Bride and zoom
I'm in love, and I just said yes to marrying the man of my dreams. We've only known each other for two months, but we're in the Peace Corps. You really see the core of a person when conditions are not so comfy. We're planning on traveling home to get married on our next monthly break. (We get two days off.) Afterward, we'll have a big celebration back here with all our local friends. My best friend's begging me to slow down, but my parents married two weeks after meeting, and that worked out. Marrying now feels very romantic and like the most right thing I've ever wanted to do. What's wrong with saying yes to romance? — Excited
It's easy to find a lot in common with a guy when you're both living thousands of miles from home: "Wow — you live in a mud hut?! I live in a mud hut! You have a hole for a toilet?
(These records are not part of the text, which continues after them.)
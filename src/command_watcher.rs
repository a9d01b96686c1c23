//! Background poll loop for `reload_jobs` / `reload_config` commands
//! targeted at this machine or "all". Mirrors the original agent's
//! `commands_watcher` thread: a 5-second poll against a watermark cursor
//! that never stops on a transient store error.

use std::sync::Arc;
use std::time::Duration;

use arc_swap::ArcSwap;
use chrono::{DateTime, Utc};
use tracing::{error, info};

use crate::config::Config;
use crate::job_index::JobIndex;
use crate::notify::Notifier;
use crate::store::StoreGateway;
use crate::types::CommandType;

const POLL_INTERVAL: Duration = Duration::from_secs(5);

/// Run the poll loop until `shutdown` resolves. `machine_id` is this
/// machine's id; only commands addressed to it or to "all" are acted on,
/// filtered by the store query itself.
pub async fn run(
    store: Arc<dyn StoreGateway>,
    config: Arc<ArcSwap<Config>>,
    index: Arc<JobIndex>,
    notifier: Arc<Notifier>,
    machine_id: String,
    mut shutdown: tokio::sync::watch::Receiver<bool>,
) {
    let mut watermark: Option<DateTime<Utc>> = Some(Utc::now() - chrono::Duration::seconds(1));

    loop {
        tokio::select! {
            _ = tokio::time::sleep(POLL_INTERVAL) => {}
            _ = shutdown.changed() => {
                if *shutdown.borrow() {
                    return;
                }
            }
        }

        match store.poll_commands_since(&machine_id, watermark).await {
            Ok(commands) => {
                for cmd in commands {
                    watermark = Some(cmd.created_at);
                    match cmd.command_type {
                        CommandType::ReloadJobs => {
                            reload_jobs(&store, &index).await;
                            info!("jobs reloaded via command");
                        }
                        CommandType::ReloadConfig => {
                            reload_config(&config);
                            reload_jobs(&store, &index).await;
                            notifier.reload(store.as_ref()).await;
                            info!("config reloaded via command");
                        }
                    }
                }
            }
            Err(e) => {
                error!(error = %e, "command watcher poll failed");
            }
        }
    }
}

async fn reload_jobs(store: &Arc<dyn StoreGateway>, index: &JobIndex) {
    match store.list_enabled_jobs().await {
        Ok(jobs) => index.reload(jobs),
        Err(e) => error!(error = %e, "failed to reload jobs"),
    }
}

fn reload_config(config: &ArcSwap<Config>) {
    match Config::load() {
        Ok(fresh) => config.store(Arc::new(fresh)),
        Err(e) => error!(error = %e, "failed to reload config, keeping previous snapshot"),
    }
}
I have a hole for a toilet!" This could very well be the voluntourism version of two 14-year-olds deciding they're the second coming of Romeo and Juliet because they like EXACTLY THE SAME MUSIC AND MOVIES! Eventually, the 14-year-olds hit their 20s. (Life in one's 20s, like life back home, includes a few more complexities.) A mutual obsession with geeksta rap suddenly matters lots less when one turns militant vegan while the other has problems with hunting, but only because she prefers her meat already killed, skinned and cooked, and delivered to her with a side of asparagus on fine china.
You say you're in love, but it's the part of love that can't be trusted — the infatuation stage. (Say hi to your hormones, because you're their bitch.) Anthropologist Dr. Helen Fisher and her colleagues found that infatuation correlates with a surge in the neurotransmitter dopamine, and Fisher told Psychology Today that infatuation shares elements of a cocaine high — "sleeplessness, loss of a sense of time, absolute focus on love to the detriment of all around you." In other words, getting married now is like signing a binding lifetime contract while on an extended coke bender.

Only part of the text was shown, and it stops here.